>>>>

//! # B3 propagation syntax
//!
//! Carries span contexts over the `X-B3-*` HTTP headers used by Zipkin.
//! Only the multiple-header encoding over [`Format::HttpHeaders`] is
//! supported; every other format is rejected.
//!
//! The sampling headers interact with two baggage entries:
//!
//! * `sample-requested` mirrors the `X-B3-Sampled` value seen on extraction
//!   and, when present, decides what `X-B3-Sampled` is written on injection.
//! * `flags` mirrors `X-B3-Flags`. Bit 0 (debug) and bit 1 both force the
//!   sampling decision on; bit 3 marks the span as a root, discarding any
//!   propagated parent id.
//!
//! Keeping these in baggage means the exact upstream header combination is
//! reproduced when the context (or one of its descendants) is injected into
//! an outgoing request.

use crate::common::Value;
use crate::error::TraceResult;
use crate::trace::SpanContext;

use super::{ContextFields, Extractor, Format, Injector, PropagationSyntax};

const TRACE_ID_HEADER: &str = "X-B3-TraceId";
const SPAN_ID_HEADER: &str = "X-B3-SpanId";
const PARENT_SPAN_ID_HEADER: &str = "X-B3-ParentSpanId";
const SAMPLED_HEADER: &str = "X-B3-Sampled";
const FLAGS_HEADER: &str = "X-B3-Flags";

const FLAG_DEBUG: i64 = 1 << 0;
const FLAG_SAMPLED: i64 = 1 << 1;
const FLAG_ROOT: i64 = 1 << 3;

const SAMPLE_REQUESTED_BAGGAGE: &str = "sample-requested";
const FLAGS_BAGGAGE: &str = "flags";

/// Span propagation over Zipkin's `X-B3-*` headers.
#[derive(Clone, Copy, Debug, Default)]
pub struct B3PropagationSyntax;

impl PropagationSyntax for B3PropagationSyntax {
    fn name(&self) -> &'static str {
        "b3"
    }

    fn inject(
        &self,
        context: &SpanContext,
        format: Format,
        carrier: &mut dyn Injector,
    ) -> TraceResult<()> {
        if format != Format::HttpHeaders {
            return Err(crate::TraceError::UnsupportedFormat {
                syntax: self.name(),
                format,
            });
        }

        carrier.set(TRACE_ID_HEADER, context.trace_id().to_owned());
        carrier.set(SPAN_ID_HEADER, context.span_id().to_owned());
        if let Some(parent) = context.parents().first() {
            carrier.set(PARENT_SPAN_ID_HEADER, parent.span_id().to_owned());
        }

        match context.baggage_item(SAMPLE_REQUESTED_BAGGAGE) {
            None => {
                if context.baggage_item(FLAGS_BAGGAGE).is_none() {
                    let sampled = if context.sampled() { "1" } else { "0" };
                    carrier.set(SAMPLED_HEADER, sampled.to_owned());
                }
            }
            Some(requested) => {
                let sampled = if requested.is_truthy() { "1" } else { "0" };
                carrier.set(SAMPLED_HEADER, sampled.to_owned());
            }
        }

        if let Some(flags) = context.baggage_item(FLAGS_BAGGAGE) {
            carrier.set(FLAGS_HEADER, flags.to_string());
        }

        Ok(())
    }

    fn extract(&self, format: Format, carrier: &dyn Extractor) -> TraceResult<ContextFields> {
        if format != Format::HttpHeaders {
            return Err(crate::TraceError::UnsupportedFormat {
                syntax: self.name(),
                format,
            });
        }

        let mut fields = ContextFields::default();
        let (trace_id, span_id) = match (carrier.get(TRACE_ID_HEADER), carrier.get(SPAN_ID_HEADER))
        {
            (Some(trace_id), Some(span_id)) => (trace_id, span_id),
            _ => return Ok(fields),
        };
        fields.trace_id = Some(trace_id.to_owned());
        fields.span_id = Some(span_id.to_owned());

        if let Some(parent_id) = carrier.get(PARENT_SPAN_ID_HEADER) {
            fields.parents.push(parent_id.to_owned());
        }

        if let Some(raw) = carrier.get(SAMPLED_HEADER) {
            let sampled = raw.trim().parse::<u64>().map(|v| v != 0).unwrap_or(false);
            fields.sampled = Some(sampled);
            fields
                .baggage
                .push((SAMPLE_REQUESTED_BAGGAGE.to_owned(), Value::Bool(sampled)));
        }

        if let Some(raw) = carrier.get(FLAGS_HEADER) {
            if let Ok(flags) = raw.trim().parse::<i64>() {
                fields
                    .baggage
                    .push((FLAGS_BAGGAGE.to_owned(), Value::I64(flags)));
                if flags & FLAG_DEBUG != 0 {
                    fields.sampled = Some(true);
                }
                if flags & FLAG_SAMPLED != 0 {
                    fields.sampled = Some(true);
                }
                if flags & FLAG_ROOT != 0 {
                    fields.parents.clear();
                }
            }
        }

        Ok(fields)
    }
}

<<<<

◆ **YOUR TASK**
Using the exact wording, write out all of the records.

◆ **SOLUTION BELOW**
//! # B3 propagation syntax
//!
//! Carries span contexts over the `X-B3-*` HTTP headers used by Zipkin.
//! Only the multiple-header encoding over [`Format::HttpHeaders`] is
//! supported; every other format is rejected.
//!
//! The sampling headers interact with two baggage entries:
//!
//! * `sample-requested` mirrors the `X-B3-Sampled` value seen on extraction
//!   and, when present, decides what `X-B3-Sampled` is written on injection.
//! * `flags` mirrors `X-B3-Flags`. Bit 0 (debug) and bit 1 both force the
//!   sampling decision on; bit 3 marks the span as a root, discarding any
//!   propagated parent id.
//!
//! Keeping these in baggage means the exact upstream header combination is
//! reproduced when the context (or one of its descendants) is injected into
//! an outgoing request.

use crate::common::Value;
use crate::error::TraceResult;
use crate::trace::SpanContext;

use super::{ContextFields, Extractor, Format, Injector, PropagationSyntax};

const TRACE_ID_HEADER: &str = "X-B3-TraceId";
const SPAN_ID_HEADER: &str = "X-B3-SpanId";
const PARENT_SPAN_ID_HEADER: &str = "X-B3-ParentSpanId";
const SAMPLED_HEADER: &str = "X-B3-Sampled";
const FLAGS_HEADER: &str = "X-B3-Flags";

const FLAG_DEBUG: i64 = 1 << 0;
const FLAG_SAMPLED: i64 = 1 << 1;
const FLAG_ROOT: i64 = 1 << 3;

const SAMPLE_REQUESTED_BAGGAGE: &str = "sample-requested";
const FLAGS_BAGGAGE: &str = "flags";

/// Span propagation over Zipkin's `X-B3-*` headers.
#[derive(Clone, Copy, Debug, Default)]
pub struct B3PropagationSyntax;

impl PropagationSyntax for B3PropagationSyntax {
    fn name(&self) -> &'static str {
        "b3"
    }

    fn inject(
        &self,
        context: &SpanContext,
        format: Format,
        carrier: &mut dyn Injector,
    ) -> TraceResult<()> {
        if format != Format::HttpHeaders {
            return Err(crate::TraceError::UnsupportedFormat {
                syntax: self.name(),
                format,
            });
        }

        carrier.set(TRACE_ID_HEADER, context.trace_id().to_owned());
        carrier.set(SPAN_ID_HEADER, context.span_id().to_owned());
        if let Some(parent) = context.parents().first() {
            carrier.set(PARENT_SPAN_ID_HEADER, parent.span_id().to_owned());
        }

        match context.baggage_item(SAMPLE_REQUESTED_BAGGAGE) {
            None => {
                if context.baggage_item(FLAGS_BAGGAGE).is_none() {
                    let sampled = if context.sampled() { "1" } else { "0" };
                    carrier.set(SAMPLED_HEADER, sampled.to_owned());
                }
            }
            Some(requested) => {
                let sampled = if requested.is_truthy() { "1" } else { "0" };
                carrier.set(SAMPLED_HEADER, sampled.to_owned());
            }
        }

        if let Some(flags) = context.baggage_item(FLAGS_BAGGAGE) {
            carrier.set(FLAGS_HEADER, flags.to_string());
        }

        Ok(())
    }

    fn extract(&self, format: Format, carrier: &dyn Extractor) -> TraceResult<ContextFields> {
        if format != Format::HttpHeaders {
            return Err(crate::TraceError::UnsupportedFormat {
                syntax: self.name(),
                format,
            });
        }

        let mut fields = ContextFields::default();
        let (trace_id, span_id) = match (carrier.get(TRACE_ID_HEADER), carrier.get(SPAN_ID_HEADER))
        {
            (Some(trace_id), Some(span_id)) => (trace_id, span_id),
            _ => return Ok(fields),
        };
        fields.trace_id = Some(trace_id.to_owned());
        fields.span_id = Some(span_id.to_owned());

        if let Some(parent_id) = carrier.get(PARENT_SPAN_ID_HEADER) {
            fields.parents.push(parent_id.to_owned());
        }

        if let Some(raw) = carrier.get(SAMPLED_HEADER) {
            let sampled = raw.trim().parse::<u64>().map(|v| v != 0).unwrap_or(false);
            fields.sampled = Some(sampled);
            fields
                .baggage
                .push((SAMPLE_REQUESTED_BAGGAGE.to_owned(), Value::Bool(sampled)));
        }

        if let Some(raw) = carrier.get(FLAGS_HEADER) {
            if let Ok(flags) = raw.trim().parse::<i64>() {
                fields
                    .baggage
                    .push((FLAGS_BAGGAGE.to_owned(), Value::I64(flags)));
                if flags & FLAG_DEBUG != 0 {
                    fields.sampled = Some(true);
                }
                if flags & FLAG_SAMPLED != 0 {
                    fields.sampled = Some(true);
                }
                if flags & FLAG_ROOT != 0 {
                    fields.parents.clear();
                }
            }
        }

        Ok(fields)
    }
}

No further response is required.